Legal training was an excellent foundation for many careers and for life in general and shouldn't only be viewed as a pathway to becoming a lawyer, Mr Grieve said. "Whatever career you choose, a human society operates by people working together within a framework of rules. Understanding why the rules exist and how they can operate – unfairly, as well as fairly – is extremely important," he said.
Addressing Kingston University graduates collecting their certificates, Mr Grieve said they should be proud of their achievements. "Kingston University graduates have acquired skills that can be applied both for their own benefit, in terms of fulfilling their life ambitions, but also for the benefit of others," he added. "If they marry those two things together, they will lead very fulfilling and interesting lives."
Mr Grieve already has close connections with the borough. He has previously given talks to law students at Kingston University and has held the office of Honorary Recorder for the Royal Borough of Kingston upon Thames since 2012.

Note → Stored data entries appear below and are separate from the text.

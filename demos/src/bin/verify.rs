//! # Verify
//!
//! Run a single verification against the operator gateway and print the
//! result as JSON.
//!
//! ```text
//! verify age --phone +34629255833 --threshold 21
//! verify location --phone +34629255833 --area madrid
//! ```

use anyhow::{Result, anyhow};
use clap::{Args, Parser, Subcommand};
use credibil_ciba::flows::location::Area;
use credibil_ciba::flows::poker::PokerRegistration;
use credibil_ciba::flows::{casino, kyc, location, poker, sim_swap};
use credibil_ciba::{
    AgeVerificationRequest, CibaClient, Config, DEFAULT_AGE_THRESHOLD, DEFAULT_MAX_AGE,
    ErrorResponse, KycMatchRequest,
};
use serde::Serialize;
use tracing_subscriber::{EnvFilter, FmtSubscriber};

#[derive(Parser)]
#[command(version, about = "Verify a customer by phone number")]
struct Cli {
    #[command(subcommand)]
    command: Command,
}

#[derive(Subcommand)]
enum Command {
    /// Check the customer meets an age threshold.
    Age {
        #[command(flatten)]
        phone: Phone,

        /// Minimum age in years.
        #[arg(long, default_value_t = DEFAULT_AGE_THRESHOLD)]
        threshold: u8,
    },

    /// Age-gate a casino withdrawal.
    Withdraw {
        #[command(flatten)]
        phone: Phone,

        /// Amount to withdraw, in euros.
        #[arg(long)]
        amount: f64,
    },

    /// Match customer details against the operator's records.
    Kyc {
        #[command(flatten)]
        phone: Phone,

        #[command(flatten)]
        details: Details,
    },

    /// Register a poker player: identity match then age check.
    Poker {
        #[command(flatten)]
        phone: Phone,

        #[command(flatten)]
        details: Details,

        /// Minimum age in years.
        #[arg(long)]
        threshold: Option<u8>,
    },

    /// Check the customer's device is within an area.
    Location {
        #[command(flatten)]
        phone: Phone,

        /// Preset area: madrid, barcelona, valencia or sevilla.
        #[arg(long, conflicts_with_all = ["latitude", "longitude"])]
        area: Option<String>,

        /// Latitude of the area centre.
        #[arg(long, requires = "longitude", allow_negative_numbers = true)]
        latitude: Option<f64>,

        /// Longitude of the area centre.
        #[arg(long, requires = "latitude", allow_negative_numbers = true)]
        longitude: Option<f64>,

        /// Area radius in km.
        #[arg(long, default_value_t = 10)]
        accuracy: u32,
    },

    /// Check whether the customer's SIM changed recently.
    SimSwap {
        #[command(flatten)]
        phone: Phone,

        /// Look-back window in hours.
        #[arg(long, default_value_t = DEFAULT_MAX_AGE)]
        max_age: u16,
    },
}

#[derive(Args)]
struct Phone {
    /// Phone number in E.164 format, e.g. +34629255833.
    #[arg(long)]
    phone: String,
}

#[derive(Args)]
struct Details {
    /// Identity document number.
    #[arg(long)]
    id_document: Option<String>,

    /// Given name.
    #[arg(long)]
    given_name: Option<String>,

    /// Family name.
    #[arg(long)]
    family_name: Option<String>,

    /// Birthdate (YYYY-MM-DD).
    #[arg(long)]
    birthdate: Option<String>,

    /// Email address.
    #[arg(long)]
    email: Option<String>,

    /// Full address.
    #[arg(long)]
    address: Option<String>,
}

impl From<Details> for KycMatchRequest {
    fn from(details: Details) -> Self {
        Self {
            id_document: details.id_document,
            given_name: details.given_name,
            family_name: details.family_name,
            birthdate: details.birthdate,
            email: details.email,
            address: details.address,
            ..Self::default()
        }
    }
}

#[tokio::main]
async fn main() -> Result<()> {
    let filter = EnvFilter::try_from_default_env().unwrap_or_else(|_| EnvFilter::new("info"));
    let subscriber =
        FmtSubscriber::builder().with_env_filter(filter).with_writer(std::io::stderr).finish();
    tracing::subscriber::set_global_default(subscriber)?;

    let cli = Cli::parse();
    let config = Config::load()?;
    let client = CibaClient::from_config(&config)?;

    if !client.check_connectivity().await {
        tracing::warn!("gateway at {} is not reachable", client.base_url());
    }

    match cli.command {
        Command::Age { phone, threshold } => print(
            client
                .perform_full_verification(&phone.phone, &AgeVerificationRequest::new(threshold))
                .await,
        ),
        Command::Withdraw { phone, amount } => {
            let request = casino::WithdrawRequest {
                phone_number: phone.phone,
                amount,
            };
            print(casino::withdraw(&client, &request).await)
        }
        Command::Kyc { phone, details } => {
            print(kyc::verify_customer(&client, &phone.phone, &details.into()).await)
        }
        Command::Poker {
            phone,
            details,
            threshold,
        } => {
            let registration = PokerRegistration {
                phone_number: phone.phone,
                details: details.into(),
                age_threshold: threshold,
            };
            print(poker::register_player(&client, &registration).await)
        }
        Command::Location {
            phone,
            area,
            latitude,
            longitude,
            accuracy,
        } => {
            let area = match (area, latitude, longitude) {
                (Some(name), ..) => {
                    Area::preset(&name).ok_or_else(|| anyhow!("unknown area: {name}"))?
                }
                (None, Some(latitude), Some(longitude)) => Area::new(latitude, longitude, accuracy),
                _ => return Err(anyhow!("an area or coordinates are required")),
            };
            print(location::verify_location(&client, &phone.phone, &area).await)
        }
        Command::SimSwap { phone, max_age } => {
            print(sim_swap::check(&client, &phone.phone, max_age).await)
        }
    }
}

// Print the result, or the classified error, as JSON. A failed verification
// is reported as an error exit.
fn print<T: Serialize>(result: credibil_ciba::Result<T>) -> Result<()> {
    match result {
        Ok(value) => {
            println!("{}", serde_json::to_string_pretty(&value)?);
            Ok(())
        }
        Err(e) => {
            println!("{}", serde_json::to_string_pretty(&ErrorResponse::from(&e))?);
            Err(e.into())
        }
    }
}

Since leaving Ministerial office in 2014, he has concentrated on the current debate on balancing civil liberties and human rights with security. He has been commended for his commitment to civil liberties with a Human Rights Lifetime Achievement Award by campaigning non-profit organisation Liberty.
Acting Dean of the Faculty of Business and Social Sciences Professor Javier Ortega paid tribute to Mr Grieve. "Dominic Grieve QC has long defended the rule of law and the role of Parliament, in line with the historical contribution of the UK to democratic values . He is a true inspiration to all Kingston University students graduating this summer," he said.
Mr Grieve is a visiting professor in law, politics and human rights at Goldsmiths, University of London, a trustee of the Oxford Centre for Islamic Studies, a member of the Council of Management of the Ditchley Foundation and President of the Franco-British Society.